Yine, yeni, yeniden: reformizmin bölücülüğü...

Reformizmin gençlik hareketi üzerindeki etkisi 2012’de de kendisini gösterdi. Harç eylemlerinden ODTÜ eylemlerine kadar bir dizi süreçte reformizmin hareketi kendi tekelinde ele alması, reformizmin dar ufkuyla da birleşince gelişen hareketliliklerin devrimcileşmesinin önünde engele dönüştü. Gençlik kitlelerinin eylemli tepkileri reformizmin kıskacında düzen içi sınırlara hapsedildi.

Diğer yandan, reformizmin bu tutumu gençlik hareketinde bölücü bir etken oldu. Özellikle 6 Kasım’da yaşananlar, reformizmin birleşik bir gençlik hareketi yaratılmasının adeta karşısında duran konumunu bir kez daha göz önüne serdi.

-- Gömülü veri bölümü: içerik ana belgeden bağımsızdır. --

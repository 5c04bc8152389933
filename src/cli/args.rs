//! Command-line construction for one Claude Code invocation.

use std::collections::BTreeMap;
use std::io::Write;
use std::path::Path;

use serde::Serialize;
use tempfile::TempPath;

use crate::config::{McpServerConfig, SessionConfig};

/// Output format requested from the CLI.
pub const OUTPUT_FORMAT: &str = "stream-json";

/// Permission mode that lets the CLI run without interactive approval.
pub const PERMISSION_MODE: &str = "bypassPermissions";

/// Error type for argument construction.
#[derive(thiserror::Error, Debug)]
pub enum ArgsError {
    /// A configuration blob could not be serialized.
    #[error("Failed to serialize {what}: {source}")]
    Serialize {
        what: &'static str,
        #[source]
        source: serde_json::Error,
    },
    /// The MCP config file could not be written.
    #[error("Failed to write MCP config file: {0}")]
    WriteMcpConfig(#[source] std::io::Error),
}

/// Arguments for one invocation, plus the files they reference.
///
/// The MCP config file (if any) is removed when this value is dropped, so it
/// must outlive the spawned process.
#[derive(Debug)]
pub struct InvocationArgs {
    pub args: Vec<String>,
    mcp_config: Option<TempPath>,
}

impl InvocationArgs {
    /// Path of the materialized MCP config file.
    #[must_use]
    pub fn mcp_config_path(&self) -> Option<&Path> {
        self.mcp_config.as_deref()
    }

    /// Split into the argument list and the file guard.
    #[must_use]
    pub fn into_parts(self) -> (Vec<String>, Option<TempPath>) {
        (self.args, self.mcp_config)
    }
}

#[derive(Serialize)]
struct McpConfigFile<'a> {
    #[serde(rename = "mcpServers")]
    mcp_servers: &'a BTreeMap<String, McpServerConfig>,
}

/// Render the MCP config file body.
///
/// # Errors
///
/// Returns `ArgsError::Serialize` if the servers cannot be serialized.
pub fn mcp_config_json(servers: &BTreeMap<String, McpServerConfig>) -> Result<String, ArgsError> {
    serde_json::to_string(&McpConfigFile {
        mcp_servers: servers,
    })
    .map_err(|source| ArgsError::Serialize {
        what: "MCP config",
        source,
    })
}

fn write_mcp_config(servers: &BTreeMap<String, McpServerConfig>) -> Result<TempPath, ArgsError> {
    let body = mcp_config_json(servers)?;
    let mut file = tempfile::Builder::new()
        .prefix("claude-mcp-")
        .suffix(".json")
        .tempfile()
        .map_err(ArgsError::WriteMcpConfig)?;
    file.write_all(body.as_bytes())
        .and_then(|()| file.flush())
        .map_err(ArgsError::WriteMcpConfig)?;
    let path = file.into_temp_path();
    tracing::debug!(path = %path.display(), servers = servers.len(), "Wrote MCP config");
    Ok(path)
}

/// Build the command-line arguments for one invocation.
///
/// The prompt is always the final argument. When `resume` is set, the
/// resume directive precedes every turn-specific flag.
///
/// # Errors
///
/// Returns `ArgsError` if the MCP config file or agent definitions cannot be
/// materialized.
pub fn build_args(
    config: &SessionConfig,
    prompt: &str,
    resume: Option<&str>,
) -> Result<InvocationArgs, ArgsError> {
    let mut args = vec![
        "--print".to_string(),
        "--output-format".to_string(),
        OUTPUT_FORMAT.to_string(),
        "--verbose".to_string(),
        "--permission-mode".to_string(),
        PERMISSION_MODE.to_string(),
    ];

    if let Some(session_id) = resume {
        args.push("--resume".to_string());
        args.push(session_id.to_string());
    }

    args.push("--model".to_string());
    args.push(config.effective_model().to_string());

    if let Some(prompt) = &config.system_prompt {
        args.push("--system-prompt".to_string());
        args.push(prompt.clone());
    }

    if let Some(prompt) = &config.append_system_prompt {
        args.push("--append-system-prompt".to_string());
        args.push(prompt.clone());
    }

    let mcp_config = if config.mcp_servers.is_empty() {
        None
    } else {
        let path = write_mcp_config(&config.mcp_servers)?;
        args.push("--mcp-config".to_string());
        args.push(path.to_string_lossy().into_owned());
        args.push("--strict-mcp-config".to_string());
        Some(path)
    };

    if !config.agents.is_empty() {
        let agents =
            serde_json::to_string(&config.agents).map_err(|source| ArgsError::Serialize {
                what: "agent definitions",
                source,
            })?;
        args.push("--agents".to_string());
        args.push(agents);
    }

    if config.include_partial_messages {
        args.push("--include-partial-messages".to_string());
    }

    if let Some(turns) = config.max_turns {
        args.push("--max-turns".to_string());
        args.push(turns.to_string());
    }

    if !config.allowed_tools.is_empty() {
        args.push("--allowedTools".to_string());
        args.push(config.allowed_tools.join(","));
    }

    if !config.disallowed_tools.is_empty() {
        args.push("--disallowedTools".to_string());
        args.push(config.disallowed_tools.join(","));
    }

    args.push(prompt.to_string());

    Ok(InvocationArgs { args, mcp_config })
}
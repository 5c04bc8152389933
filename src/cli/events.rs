//! Event types from Claude Code stream-json output.
//!
//! This module defines the records Claude Code emits, one JSON object per
//! line, when running with `--print --output-format stream-json`. Every
//! invocation starts with a `system`/`init` record and ends with a single
//! `result` record; `assistant` and `user` records arrive in between.

use serde::{Deserialize, Deserializer, Serialize};
use serde_json::{Map, Value};

/// Status of one MCP server as reported in the init record.
#[derive(Debug, Clone, PartialEq, Eq, Serialize, Deserialize)]
pub struct McpServerStatus {
    /// Server name from the MCP configuration.
    pub name: String,
    /// Connection status (e.g., "connected", "failed").
    #[serde(default)]
    pub status: String,
}

/// System initialization event data.
#[derive(Debug, Clone, PartialEq, Serialize, Deserialize)]
pub struct SystemInit {
    /// Session identifier, usable with `--resume`.
    pub session_id: String,
    /// Current working directory.
    #[serde(default)]
    pub cwd: String,
    /// Available tools for this session.
    #[serde(default)]
    pub tools: Vec<String>,
    /// Connected MCP servers.
    #[serde(default)]
    pub mcp_servers: Vec<McpServerStatus>,
    /// Model identifier in use.
    #[serde(default)]
    pub model: String,
    /// Permission mode in effect.
    #[serde(default, rename = "permissionMode")]
    pub permission_mode: String,
    /// Where the API key came from.
    #[serde(
        default,
        rename = "apiKeySource",
        skip_serializing_if = "Option::is_none"
    )]
    pub api_key_source: Option<String>,
    #[serde(default, skip_serializing_if = "Vec::is_empty")]
    pub slash_commands: Vec<String>,
    /// Names of the custom agents available to the session.
    #[serde(default, skip_serializing_if = "Vec::is_empty")]
    pub agents: Vec<String>,
    #[serde(default, skip_serializing_if = "Option::is_none")]
    pub claude_code_version: Option<String>,
}

/// A `system` record, discriminated by its `subtype`.
#[derive(Debug, Clone, PartialEq, Serialize, Deserialize)]
#[serde(tag = "subtype", rename_all = "snake_case")]
pub enum SystemEvent {
    /// Session initialization, emitted once per invocation.
    Init(SystemInit),
    /// Any other system notice (e.g., compaction boundaries).
    #[serde(other)]
    Other,
}

/// Token usage counters.
#[derive(Debug, Clone, Copy, Default, PartialEq, Eq, Serialize, Deserialize)]
pub struct Usage {
    #[serde(default)]
    pub input_tokens: u64,
    #[serde(default)]
    pub output_tokens: u64,
    #[serde(default)]
    pub cache_creation_input_tokens: u64,
    #[serde(default)]
    pub cache_read_input_tokens: u64,
}

impl Usage {
    /// Add another usage record to this one.
    pub fn accumulate(&mut self, other: &Usage) {
        self.input_tokens = self.input_tokens.saturating_add(other.input_tokens);
        self.output_tokens = self.output_tokens.saturating_add(other.output_tokens);
        self.cache_creation_input_tokens = self
            .cache_creation_input_tokens
            .saturating_add(other.cache_creation_input_tokens);
        self.cache_read_input_tokens = self
            .cache_read_input_tokens
            .saturating_add(other.cache_read_input_tokens);
    }

    /// Total tokens across all counters.
    #[must_use]
    pub fn total(&self) -> u64 {
        self.input_tokens
            .saturating_add(self.output_tokens)
            .saturating_add(self.cache_creation_input_tokens)
            .saturating_add(self.cache_read_input_tokens)
    }
}

/// Tool use request data.
#[derive(Debug, Clone, PartialEq, Serialize, Deserialize)]
pub struct ToolUse {
    /// Unique identifier for this tool use.
    pub id: String,
    /// Name of the tool being invoked.
    pub name: String,
    /// Tool input parameters. Schemas are defined by the tool, so this stays open.
    #[serde(default)]
    pub input: Map<String, Value>,
}

/// One fragment of an assistant turn.
#[derive(Debug, Clone, PartialEq, Serialize, Deserialize)]
#[serde(tag = "type", rename_all = "snake_case")]
pub enum ContentBlock {
    /// Extended thinking output.
    Thinking {
        thinking: String,
        #[serde(default, skip_serializing_if = "Option::is_none")]
        signature: Option<String>,
    },
    /// Plain text.
    Text { text: String },
    /// A tool invocation.
    ToolUse(ToolUse),
    /// Catch-all for unknown block types.
    #[serde(other)]
    Unknown,
}

/// Message body of an assistant record.
#[derive(Debug, Clone, Default, PartialEq, Serialize, Deserialize)]
pub struct AssistantMessage {
    #[serde(default, skip_serializing_if = "Option::is_none")]
    pub id: Option<String>,
    #[serde(default, skip_serializing_if = "Option::is_none")]
    pub model: Option<String>,
    /// Ordered content fragments.
    #[serde(default)]
    pub content: Vec<ContentBlock>,
    #[serde(default)]
    pub usage: Usage,
    #[serde(default, skip_serializing_if = "Option::is_none")]
    pub stop_reason: Option<String>,
}

/// Assistant turn event data.
#[derive(Debug, Clone, PartialEq, Serialize, Deserialize)]
pub struct AssistantEvent {
    pub message: AssistantMessage,
    /// Set only for turns produced by a sub-agent.
    #[serde(default)]
    pub parent_tool_use_id: Option<String>,
    #[serde(default)]
    pub session_id: Option<String>,
}

impl AssistantEvent {
    /// Concatenated text fragments, or `None` if the turn has no text.
    #[must_use]
    pub fn text(&self) -> Option<String> {
        let parts: Vec<&str> = self
            .message
            .content
            .iter()
            .filter_map(|block| match block {
                ContentBlock::Text { text } => Some(text.as_str()),
                _ => None,
            })
            .collect();
        if parts.is_empty() {
            None
        } else {
            Some(parts.concat())
        }
    }

    /// Tool invocations in this turn, in order.
    pub fn tool_uses(&self) -> impl Iterator<Item = &ToolUse> {
        self.message.content.iter().filter_map(|block| match block {
            ContentBlock::ToolUse(tool_use) => Some(tool_use),
            _ => None,
        })
    }
}

/// Content of a tool result: either a plain string or a list of blocks.
#[derive(Debug, Clone, PartialEq, Serialize, Deserialize)]
#[serde(untagged)]
pub enum ToolResultContent {
    Text(String),
    Blocks(Vec<Value>),
}

impl Default for ToolResultContent {
    fn default() -> Self {
        Self::Text(String::new())
    }
}

impl ToolResultContent {
    /// Flatten the content to text, joining text blocks with newlines.
    #[must_use]
    pub fn text(&self) -> String {
        match self {
            Self::Text(text) => text.clone(),
            Self::Blocks(blocks) => blocks
                .iter()
                .filter_map(|block| block.get("text").and_then(Value::as_str))
                .collect::<Vec<_>>()
                .join("\n"),
        }
    }
}

/// Tool execution result data.
#[derive(Debug, Clone, PartialEq, Serialize, Deserialize)]
pub struct ToolResult {
    /// Identifier matching the original tool use.
    pub tool_use_id: String,
    /// Result content from tool execution.
    #[serde(default)]
    pub content: ToolResultContent,
    /// Whether the tool reported a failure.
    #[serde(default)]
    pub is_error: bool,
}

/// One fragment of a user-role record.
#[derive(Debug, Clone, PartialEq, Serialize, Deserialize)]
#[serde(tag = "type", rename_all = "snake_case")]
pub enum UserContent {
    ToolResult(ToolResult),
    Text { text: String },
    #[serde(other)]
    Unknown,
}

/// Message body of a user record.
#[derive(Debug, Clone, Default, PartialEq, Serialize, Deserialize)]
pub struct UserMessage {
    #[serde(default, deserialize_with = "string_or_blocks")]
    pub content: Vec<UserContent>,
}

fn string_or_blocks<'de, D>(deserializer: D) -> Result<Vec<UserContent>, D::Error>
where
    D: Deserializer<'de>,
{
    #[derive(Deserialize)]
    #[serde(untagged)]
    enum Raw {
        Text(String),
        Blocks(Vec<UserContent>),
    }

    Ok(match Raw::deserialize(deserializer)? {
        Raw::Text(text) => vec![UserContent::Text { text }],
        Raw::Blocks(blocks) => blocks,
    })
}

/// User-role event data, carrying tool results back to the model.
#[derive(Debug, Clone, PartialEq, Serialize, Deserialize)]
pub struct UserEvent {
    pub message: UserMessage,
    #[serde(default)]
    pub parent_tool_use_id: Option<String>,
    #[serde(default)]
    pub session_id: Option<String>,
}

impl UserEvent {
    /// Tool results in this record, in order.
    pub fn tool_results(&self) -> impl Iterator<Item = &ToolResult> {
        self.message.content.iter().filter_map(|content| match content {
            UserContent::ToolResult(result) => Some(result),
            _ => None,
        })
    }
}

/// Result subtype. Unrecognized subtypes are preserved rather than rejected.
#[derive(Debug, Clone, PartialEq, Eq, Serialize, Deserialize)]
#[serde(from = "String", into = "String")]
pub enum ResultSubtype {
    Success,
    ErrorMaxTurns,
    ErrorDuringExecution,
    ErrorMaxBudgetUsd,
    ErrorMaxStructuredOutputRetries,
    Other(String),
}

impl ResultSubtype {
    /// Returns true for every subtype except `Success`.
    #[must_use]
    pub fn is_error(&self) -> bool {
        !matches!(self, Self::Success)
    }

    #[must_use]
    pub fn as_str(&self) -> &str {
        match self {
            Self::Success => "success",
            Self::ErrorMaxTurns => "error_max_turns",
            Self::ErrorDuringExecution => "error_during_execution",
            Self::ErrorMaxBudgetUsd => "error_max_budget_usd",
            Self::ErrorMaxStructuredOutputRetries => "error_max_structured_output_retries",
            Self::Other(other) => other,
        }
    }
}

impl From<String> for ResultSubtype {
    fn from(value: String) -> Self {
        match value.as_str() {
            "success" => Self::Success,
            "error_max_turns" => Self::ErrorMaxTurns,
            "error_during_execution" => Self::ErrorDuringExecution,
            "error_max_budget_usd" => Self::ErrorMaxBudgetUsd,
            "error_max_structured_output_retries" => Self::ErrorMaxStructuredOutputRetries,
            _ => Self::Other(value),
        }
    }
}

impl From<ResultSubtype> for String {
    fn from(value: ResultSubtype) -> Self {
        value.as_str().to_string()
    }
}

/// A tool invocation the permission layer refused.
#[derive(Debug, Clone, PartialEq, Serialize, Deserialize)]
pub struct PermissionDenial {
    pub tool_name: String,
    pub tool_use_id: String,
    #[serde(default)]
    pub tool_input: Map<String, Value>,
}

/// Final result event data.
#[derive(Debug, Clone, PartialEq, Serialize, Deserialize)]
pub struct ResultEvent {
    /// Result subtype (e.g., "success", "`error_max_turns`").
    pub subtype: ResultSubtype,
    /// Session identifier.
    #[serde(default)]
    pub session_id: String,
    /// Whether an error occurred.
    #[serde(default)]
    pub is_error: bool,
    /// Final response text, present on success.
    #[serde(default)]
    pub result: Option<String>,
    /// Total cost in USD.
    #[serde(default, alias = "cost_usd")]
    pub total_cost_usd: f64,
    /// Total duration in milliseconds.
    #[serde(default)]
    pub duration_ms: u64,
    /// API call duration in milliseconds.
    #[serde(default)]
    pub duration_api_ms: u64,
    /// Number of conversation turns.
    #[serde(default)]
    pub num_turns: u32,
    #[serde(default)]
    pub usage: Usage,
    #[serde(default)]
    pub permission_denials: Vec<PermissionDenial>,
    /// Human-readable error messages for error subtypes.
    #[serde(default)]
    pub errors: Vec<String>,
}

impl ResultEvent {
    /// True when the turn finished without a logical error.
    #[must_use]
    pub fn is_success(&self) -> bool {
        !self.subtype.is_error() && !self.is_error
    }
}

/// Events emitted by Claude Code in stream-json format.
#[derive(Debug, Clone, PartialEq, Serialize, Deserialize)]
#[serde(tag = "type", rename_all = "snake_case")]
pub enum ClaudeEvent {
    /// System event; `Init` establishes the session identity.
    System(SystemEvent),
    /// Assistant turn.
    Assistant(AssistantEvent),
    /// User-role record carrying tool results.
    User(UserEvent),
    /// Final result event.
    Result(ResultEvent),
    /// Catch-all for unknown event types.
    #[serde(other)]
    Unknown,
}

impl ClaudeEvent {
    /// Returns true if this is a terminal event (Result).
    #[must_use]
    pub fn is_terminal(&self) -> bool {
        matches!(self, Self::Result(_))
    }

    /// Returns the init payload if this is the session init event.
    #[must_use]
    pub fn as_init(&self) -> Option<&SystemInit> {
        match self {
            Self::System(SystemEvent::Init(init)) => Some(init),
            _ => None,
        }
    }

    /// Returns the session ID if available.
    #[must_use]
    pub fn session_id(&self) -> Option<&str> {
        match self {
            Self::System(SystemEvent::Init(init)) => Some(&init.session_id),
            Self::Assistant(event) => event.session_id.as_deref(),
            Self::User(event) => event.session_id.as_deref(),
            Self::Result(result) => Some(&result.session_id),
            Self::System(SystemEvent::Other) | Self::Unknown => None,
        }
    }
}
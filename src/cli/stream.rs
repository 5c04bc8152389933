//! Stream parser for Claude Code stdout.
//!
//! Stdout arrives in arbitrary chunks. [`LineDecoder`] reassembles those
//! chunks into newline-delimited records, and [`event_stream`] turns an
//! async reader into a lazy, ordered, single-pass stream of decoded
//! [`ClaudeEvent`]s.

use std::collections::VecDeque;
use std::pin::Pin;

use futures_core::Stream;
use tokio::io::{AsyncRead, AsyncReadExt};

use crate::cli::ClaudeEvent;

/// Size of each read from the process stdout.
pub const READ_CHUNK_SIZE: usize = 8 * 1024;

/// Error type for stream operations.
#[derive(thiserror::Error, Debug)]
pub enum StreamError {
    #[error("Failed to parse JSON: {reason} (input: {input})")]
    ParseError { input: String, reason: String },
}

/// A boxed stream of decoded events for one invocation.
pub type EventStream = Pin<Box<dyn Stream<Item = ClaudeEvent> + Send>>;

/// Reassembles newline-delimited records from arbitrarily split chunks.
///
/// Bytes are buffered rather than text, so a UTF-8 sequence split across
/// two chunks is decoded intact once its line completes.
#[derive(Debug, Default)]
pub struct LineDecoder {
    buffer: Vec<u8>,
}

impl LineDecoder {
    #[must_use]
    pub fn new() -> Self {
        Self::default()
    }

    /// Append a chunk and return every record it completes, in order.
    ///
    /// Blank records are skipped. The unterminated tail stays buffered.
    pub fn push(&mut self, chunk: &[u8]) -> Vec<String> {
        self.buffer.extend_from_slice(chunk);

        let Some(last_newline) = self.buffer.iter().rposition(|&b| b == b'\n') else {
            return Vec::new();
        };

        let rest = self.buffer.split_off(last_newline + 1);
        let complete = std::mem::replace(&mut self.buffer, rest);

        complete
            .split(|&b| b == b'\n')
            .filter_map(record_from_bytes)
            .collect()
    }

    /// Flush the unterminated tail at end of stream.
    ///
    /// Returns `None` if nothing but whitespace remains.
    pub fn finish(&mut self) -> Option<String> {
        let rest = std::mem::take(&mut self.buffer);
        record_from_bytes(&rest)
    }

    /// Number of bytes waiting for a line terminator.
    #[must_use]
    pub fn pending_len(&self) -> usize {
        self.buffer.len()
    }
}

fn record_from_bytes(bytes: &[u8]) -> Option<String> {
    let text = String::from_utf8_lossy(bytes);
    let trimmed = text.trim();
    if trimmed.is_empty() {
        None
    } else {
        Some(trimmed.to_string())
    }
}

/// Parser for stream-json records.
pub struct StreamParser;

impl StreamParser {
    /// Parse a single line of stream-json output.
    ///
    /// # Errors
    ///
    /// Returns `StreamError::ParseError` if the JSON is invalid.
    pub fn parse_line(line: &str) -> Result<ClaudeEvent, StreamError> {
        serde_json::from_str(line).map_err(|e| StreamError::ParseError {
            input: line.to_string(),
            reason: e.to_string(),
        })
    }
}

struct DecodeState<R> {
    reader: R,
    decoder: LineDecoder,
    pending: VecDeque<ClaudeEvent>,
    chunk: Vec<u8>,
    verbose: bool,
    done: bool,
}

impl<R> DecodeState<R> {
    fn enqueue(&mut self, records: impl IntoIterator<Item = String>) {
        for record in records {
            match StreamParser::parse_line(&record) {
                Ok(event) => self.pending.push_back(event),
                Err(e) if self.verbose => {
                    tracing::warn!(error = %e, "Skipping malformed stream-json record");
                }
                Err(e) => {
                    tracing::trace!(error = %e, "Skipping malformed stream-json record");
                }
            }
        }
    }

    fn finish(&mut self) {
        self.done = true;
        let tail = self.decoder.finish();
        self.enqueue(tail);
    }
}

/// Decode events from a byte source until it is exhausted.
///
/// Malformed records are dropped. A read error ends the stream as if the
/// source had closed; callers should still check the process exit code.
pub fn event_stream<R>(reader: R, verbose: bool) -> EventStream
where
    R: AsyncRead + Unpin + Send + 'static,
{
    let state = DecodeState {
        reader,
        decoder: LineDecoder::new(),
        pending: VecDeque::new(),
        chunk: vec![0; READ_CHUNK_SIZE],
        verbose,
        done: false,
    };

    Box::pin(futures_util::stream::unfold(state, |mut state| async move {
        loop {
            if let Some(event) = state.pending.pop_front() {
                return Some((event, state));
            }
            if state.done {
                return None;
            }

            match state.reader.read(&mut state.chunk).await {
                Ok(0) => state.finish(),
                Ok(n) => {
                    let records = state.decoder.push(&state.chunk[..n]);
                    state.enqueue(records);
                }
                Err(e) => {
                    tracing::warn!(error = %e, "Claude stdout read failed, ending event stream");
                    state.finish();
                }
            }
        }
    }))
}
//! Claude Session - multi-turn conversations over the Claude Code CLI.
//!
//! Spawns `claude --print --output-format stream-json`, decodes its
//! line-delimited JSON output into typed [`cli::ClaudeEvent`]s, and keeps a
//! session identity across turns by resuming it on every send.
//!
//! ```no_run
//! use futures_util::StreamExt;
//! use claude_session::config::SessionConfig;
//! use claude_session::session::{Session, StreamOptions};
//!
//! # async fn run() -> Result<(), claude_session::session::SessionError> {
//! let mut session = Session::new(SessionConfig::default());
//! session.send("Remember the number 7.")?;
//! let mut events = session.stream(StreamOptions::default())?;
//! while let Some(event) = events.next().await {
//!     println!("{event:?}");
//! }
//! drop(events);
//!
//! session.send("Which number did I ask you to remember?")?;
//! let mut events = session.stream(StreamOptions::filtered())?;
//! while let Some(event) = events.next().await {
//!     println!("{event:?}");
//! }
//! drop(events);
//! session.close();
//! # Ok(())
//! # }
//! ```

pub mod cli;
pub mod config;
pub mod display;
pub mod session;

pub use config::SessionConfig;
pub use session::{prompt, PromptSummary, Session, SessionError, StreamOptions};
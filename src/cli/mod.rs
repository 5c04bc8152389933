//! CLI module for Claude Code process spawning and stream parsing.

mod args;
mod events;
mod process;
mod stream;

pub use args::*;
pub use events::*;
pub use process::*;
pub use stream::*;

2013’te gençliğin birleşik,
kitlesel
ve militan eylemini büyütelim!

Gençlik hareketi 2013’ü, ODTÜ’de açığa çıkan direniş ruhuyla karşıladı. Şimdi sıra bu ruhu kuşanarak mücadeleyi yükseltmektedir. Birleşik, kitlesel ve militan bir gençlik hareketi yaratarak sermayenin saldırılarını püskürtebilmektedir. Somut olarak ise günün görevi yeni dönemin en temel saldırısı Yeni YÖK Yasası’nı ODTÜ direnişinin coşku ve kararlılığıyla sokakta parçalamaktır.

2012, bu açıdan umut verici gelişmeler devretmiştir 2013’e. Devrimci ve ilerici gençlik kitleleri bu umudu büyütmeli, 2013’ü gençlik için kavga yılına çevirmelidirler.